Magnus Carlsen: Gênio do xadrez treinado pelo computador

Líder do ranking mundial, esse jovem-prodígio do xadrez mostra perfeitamente como a genialidade pode ser turbinada na era digital.


O norueguês Magnus Carlsen completará 22 anos dia 30 de novembro. Mas, em dezembro de 2009, já garantira o seu lugar na história ao se tornar o mais jovem enxadrista a chegar ao topo do ranking mundial.
Fato que foi consumado ao fazer um ponto a mais que o número 1 anterior da época, o russo Vladimir Kramnik, no torneio magistral de Londres, com 19 anos e 32 dias de idade.
Antes dele, os mais jovens jogadores a atingir essa colocação foram o americano Bobby Fischer, com 21 anos, e o russo Garry Kasparov, aos 22.
Curiosamente, Carlsen gosta mesmo é de futebol. Fã de Ronaldo e Roberto Carlos e torcedor do Real Madrid, gosta de ver futebol na TV e como muitos garotos normais, gosta de jogar bola.
Eu sigo futebol na TV o tempo todo, especialmente os campeonatos da Espanha e da Inglaterra. Sou torcedor do Real Madrid, muito fã do Ronaldo e do Roberto Carlos. Acho que até teria sido um bom jogador, mas acho que estou bem no xadrez. Está valendo a pena, porque estou criando umas coisas legais. Magnus Carlsen para o Globo Esporte.



Além disso, diferente do estereótipo do nerd de QI alto mas antissocial, ele já é uma espécie de popstar do xadrez. Com um jeitão de Gênio Indomável, Carlsen viaja o mundo todo como garoto-propaganda de uma multinacional de roupas, e de quebra passeia na companhia de atrizes de Hollywood e coleciona milhares de seguidores nas mídias sociais.

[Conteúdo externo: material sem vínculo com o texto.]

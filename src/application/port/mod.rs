// SPDX-License-Identifier: MPL-2.0
//! Port definitions (traits) for dependency inversion.
//!
//! The selection core never talks to a windowing system, a file dialog or an
//! image cache directly. It goes through these traits, which infrastructure
//! adapters implement.
//!
//! # Available Ports
//!
//! - [`dialog`]: Presenting a native file picker
//! - [`drag_drop`]: Turning host drag-and-drop events into file batches
//! - [`preview`]: Allocating and releasing per-file preview handles
//! - [`mount`]: Resolving the slot a selection box is mounted into
//!
//! # Design Notes
//!
//! - All traits use domain types only (no Iced handles, no `rfd` types)
//! - No `async fn` - the dialog port returns a boxed future that callers
//!   hand to Iced's `Task::perform`

pub mod dialog;
pub mod drag_drop;
pub mod mount;
pub mod preview;

// Re-export main types for convenience
pub use dialog::{DialogRequest, FileDialog};
pub use drag_drop::{DropEffect, DropSignal, DropSource};
pub use mount::{MountHost, MountTarget};
pub use preview::{HandleId, PreviewHandle, PreviewKind, PreviewPort};
// SPDX-License-Identifier: MPL-2.0
//! Preview handle port definition.
//!
//! A [`PreviewHandle`] is a revocable display reference bound to one file for
//! one render pass. Adapters decide what backs it (a decoded image, an object
//! URL, nothing at all for non-image files).

use crate::domain::File;
use std::sync::atomic::{AtomicU64, Ordering};

/// Identifier of one allocated preview handle.
#[derive(Debug, Clone, Copy, PartialEq, Eq, Hash, PartialOrd, Ord)]
pub struct HandleId(u64);

impl HandleId {
    /// Returns a new process-unique handle id.
    #[must_use]
    pub fn next() -> Self {
        static COUNTER: AtomicU64 = AtomicU64::new(1);
        Self(COUNTER.fetch_add(1, Ordering::Relaxed))
    }

    #[must_use]
    pub fn value(self) -> u64 {
        self.0
    }
}

/// How the view should present a file.
#[derive(Debug, Clone, Copy, PartialEq, Eq)]
pub enum PreviewKind {
    /// A visual preview (thumbnail) is available.
    Visual,
    /// No visual preview; render the fallback file icon.
    Fallback,
}

/// A preview handle for the current render pass.
#[derive(Debug, Clone, Copy, PartialEq, Eq)]
pub struct PreviewHandle {
    id: HandleId,
    kind: PreviewKind,
}

impl PreviewHandle {
    #[must_use]
    pub fn new(id: HandleId, kind: PreviewKind) -> Self {
        Self { id, kind }
    }

    #[must_use]
    pub fn id(&self) -> HandleId {
        self.id
    }

    #[must_use]
    pub fn kind(&self) -> PreviewKind {
        self.kind
    }

    #[must_use]
    pub fn is_visual(&self) -> bool {
        self.kind == PreviewKind::Visual
    }
}

/// Port for allocating and releasing preview resources.
///
/// `allocate` must not fail: files without a visual preview receive a
/// [`PreviewKind::Fallback`] handle. Every allocated handle is released
/// exactly once.
pub trait PreviewPort {
    /// Allocates a handle for `file`.
    fn allocate(&mut self, file: &File) -> PreviewHandle;

    /// Releases a handle previously returned by `allocate`.
    fn release(&mut self, handle: PreviewHandle);
}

Em 2010, você estrelou uma campanha da grife alemã G-Star. Por que aceitou o convite?
Não é uma oportunidade que os enxadristas geralmente têm. Não dava para recusar. Magnus Carlsen, em entrevista à Folha

Seu pai, Henrik Carlsen, um aficionado por xadrez, via algumas habilidades no filho desde cedo, resolveu pegar um tabuleiro e tentar ensinar Magnus. A princípio, sem sucesso, pois aos 6 anos, o garoto não quis nem saber daquele jogo entediante, gostava mesmo era de jogar bola diariamente. Vendo a falta de interesse, o pai resolveu não insistir naquela oportunidade.
Magnus tinha algumas habilidades que nos chamavam a atenção. Ele conseguia montar quebra-cabeças de 50 peças antes dos 2 anos. Com 4 ou 5, montava coisas fabulosas com Lego. Ele tinha uma habilidade incrível de concentração, de ficar focado em alguns tópicos por bastante tempo. Henrik Carlsen. Pai de Magnus.
Por volta dos 9 anos de idade, espontaneamente,  Magnus começou a se interessar e a jogar xadrez. Só que no computador, nada de tabuleiro (até hoje Magnus nem sabe se tem um tabuleiro em casa). E o pai o apoiou:
O computador é uma grande ferramenta para o aprendizado. Ele usava o computador para várias outras coisas, e se sentiu confortável naquele ambiente. Os programas para jogar xadrez começaram a aparecer nos anos 90, justamente na geração dele. Henrik Carlsen.
É claro que o computador tinha algumas vantagens sobre o xadrez analógico que seu pai tentara introduzir na vida de Magnus. Com o computador ele poderia jogar partidas com gente do mundo todo, desafiar amigos e estudar lances. Com esses atrativos (e com a maturidade) o jogo já não parecia mais tão paradão. Ainda que nessa época o menino só pensasse em vencer suas maiores rivais: as irmãs mais velhas.
Entre os 9 e os 10 anos, ele começou a passar várias horas do dia jogando e estudando xadrez. Mas não como uma obrigação, nunca pedimos nada. Era um hobby. Ele tinha essa vontade. Primeiro, queria ganhar das irmãs. Depois começou a estudar para me derrotar. E asssim foi. Henrik Carlsen.
Seu processo de formação difere do processo dos grandes mestres do passado. É comum que grandes jogadores de xadrez participem de seus primeiros torneios aos 6 anos e se tornem jogadores em tempo integral aos 12. Mas Carlsen é um tipo de gênio diferente. Nascido em Tonsberg em 1990, o primeiro torneio de Magnus Carlsen foi o campeonato nacional de 1999, ainda aos 9 anos. Porém, ele não deixou o hobby atrapalhar os estudos e adaptou a agenda de competições de acordo com a escola. O que torna o seu recorde ainda mais impressionante.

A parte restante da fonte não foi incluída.